Although I already knew how to read, I realized when I reached first grade at Washington Seminary that there was more to this reading stuff than met my eyes. For instance, there are different fonts (didn’t know that word back then) and in some of them, the “fl” combination was joined and looked kinda like a capital A! It took me a while to catch on to that one. It was there I learned about all the French i ever retained (very little). And I learned to be totally terrified of teachers. I don’t know why, Mrs Fluker was a small woman, older than dirt, walked with a cane, had a back deformity, and couldn’t hurt anyone. But she somehow invoked terror in every one of us girls (no boys at that school!). She had a way of smacking her desk with a ruler that let you know she meant business!
We had to sit well apart from each other, and she inspected our desks every day – they had to be neat and no forbidden items (candy, cookies, etc) were to be in there. She was a thorough inspector, as several of us discovered when we tried to hide stuff behind our neatly stacked books and notebooks. I had to stay after school 3 times – my little Gam was called and told not to come pick me up until 3:30 – and she was MAD!
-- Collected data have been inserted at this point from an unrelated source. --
//! In-memory [`CampRepository`].
//!
//! Useful for development and for exercising the HTTP layer without a
//! database. Mirrors the PostgreSQL store's observable behaviour: ordering,
//! the unique moniker constraint, and talk cascade on delete.

use std::collections::BTreeMap;
use std::sync::Arc;

use async_trait::async_trait;
use codecamp_core::types::{DbId, EventDate};
use tokio::sync::RwLock;

use super::{CampRepository, Change, ChangeSet};
use crate::models::camp::Camp;
use crate::DbError;

#[derive(Debug, Default)]
struct Store {
    next_id: DbId,
    camps: BTreeMap<DbId, Camp>,
}

impl Store {
    fn moniker_taken(&self, moniker: &str, except: Option<DbId>) -> bool {
        self.camps
            .values()
            .any(|c| c.moniker == moniker && Some(c.id) != except)
    }

    fn insert(&mut self, mut camp: Camp) -> DbId {
        self.next_id += 1;
        camp.id = self.next_id;
        self.camps.insert(camp.id, camp);
        self.next_id
    }
}

/// Thread-safe camp store backed by a `BTreeMap`.
#[derive(Debug, Clone, Default)]
pub struct InMemoryCampRepo {
    store: Arc<RwLock<Store>>,
}

impl InMemoryCampRepo {
    pub fn new() -> Self {
        Self::default()
    }

    /// Insert a camp (talks included) directly, bypassing the change set.
    ///
    /// Returns the assigned id.
    pub async fn seed(&self, camp: Camp) -> DbId {
        self.store.write().await.insert(camp)
    }

    /// Number of stored camps.
    pub async fn len(&self) -> usize {
        self.store.read().await.camps.len()
    }

    pub async fn is_empty(&self) -> bool {
        self.len().await == 0
    }

    fn project(camp: &Camp, include_talks: bool) -> Camp {
        let mut camp = camp.clone();
        if !include_talks {
            camp.talks.clear();
        }
        camp
    }

    /// Newest event date first, ties broken by newest id.
    fn sorted(mut camps: Vec<Camp>) -> Vec<Camp> {
        camps.sort_by(|a, b| b.event_date.cmp(&a.event_date).then(b.id.cmp(&a.id)));
        camps
    }
}

#[async_trait]
impl CampRepository for InMemoryCampRepo {
    async fn get_all_camps(&self, include_talks: bool) -> Result<Vec<Camp>, DbError> {
        let store = self.store.read().await;
        let camps = store
            .camps
            .values()
            .map(|c| Self::project(c, include_talks))
            .collect();
        Ok(Self::sorted(camps))
    }

    async fn get_camp(
        &self,
        moniker: &str,
        include_talks: bool,
    ) -> Result<Option<Camp>, DbError> {
        let store = self.store.read().await;
        Ok(store
            .camps
            .values()
            .find(|c| c.moniker == moniker)
            .map(|c| Self::project(c, include_talks)))
    }

    async fn get_camps_by_event_date(
        &self,
        date: EventDate,
        include_talks: bool,
    ) -> Result<Vec<Camp>, DbError> {
        let store = self.store.read().await;
        let camps = store
            .camps
            .values()
            .filter(|c| c.event_date == date)
            .map(|c| Self::project(c, include_talks))
            .collect();
        Ok(Self::sorted(camps))
    }

    async fn save_changes(&self, changes: ChangeSet) -> Result<bool, DbError> {
        let mut store = self.store.write().await;

        // Apply against a scratch copy so a rejected change leaves the
        // store untouched, like a rolled-back transaction.
        let mut scratch = Store {
            next_id: store.next_id,
            camps: store.camps.clone(),
        };
        let mut affected = 0u64;
        for change in changes.into_changes() {
            match change {
                Change::Add(camp) => {
                    if scratch.moniker_taken(&camp.moniker, None) {
                        return Err(DbError::Unavailable(format!(
                            "duplicate moniker '{}'",
                            camp.moniker
                        )));
                    }
                    scratch.insert(camp);
                    affected += 1;
                }
                Change::Modify(mut camp) => {
                    if scratch.moniker_taken(&camp.moniker, Some(camp.id)) {
                        return Err(DbError::Unavailable(format!(
                            "duplicate moniker '{}'",
                            camp.moniker
                        )));
                    }
                    if let Some(existing) = scratch.camps.get_mut(&camp.id) {
                        // Talks are not part of the camp row.
                        camp.talks = std::mem::take(&mut existing.talks);
                        *existing = camp;
                        affected += 1;
                    }
                }
                Change::Delete(camp) => {
                    if scratch.camps.remove(&camp.id).is_some() {
                        affected += 1;
                    }
                }
            }
        }
        *store = scratch;

        tracing::debug!(affected, "Saved camp changes");
        Ok(affected > 0)
    }

    async fn ping(&self) -> Result<(), DbError> {
        Ok(())
    }
}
This is what would happen back then. I would get into trouble at school. The teacher would call home and tell my little Gam what I had done. When she picked me up (on time or late), she would start in on me. How I was disgracing the family, how I was behaving so badly, just wait until my Momma got home, etc. When we got home, it was time for me to pick one of those flexible switches off the bushes to the side of the house. No use getting a small one or one that was broken – Gam could tell at a glance. Then I would have my legs switched. Oooooo! Owwww! Once Momma got home, it was the same thing in spades, but with a spanking instead of a switching. Then the next day, I would be marched in and have to apologize for whatever it was in front of all my classmates as they were coming in! I learned not to lie, not to hide contraband, and not to get into all kinds of other trouble – or at least to not get caught!! First commandment of childhood – don’t get caught.
But it was really hard for a girl with Mrs. Fluker’s omnipresent gaze at school, and my little Gam at home during the day and my Momma in the evenings. Seems like I was ALWAYS in trouble. Not a day went by that I didn’t get a talking to or a switching or a spanking or all three! I was a difficult and rebellious child, I suppose, always threatening to run away from home, and often doing it – packing bags of sandwiches and cookies and boxes of Ritz carckers and bags of Fritos and heading out – and getting picked up about a block or so away by one of the neighbors or by Momma or my little Gam out driving in the car looking for me. They treasured me, despite my being so difficult.
I don’t think that Mrs. Fluker treasured me. I was just another little child who was a monster in the classroom. Always talking, always asking questions that didn’t relate quite well to the lessons at hand, not quite fitting in. My classmates didn’t like me much, either. I guess they were relieved when I didn’t follow them to Westminster the following year. But that was ok with me, too. I thought they were mostly a bunch of snooty brats.
The following year I transferred to Public School – and that is another story for another time.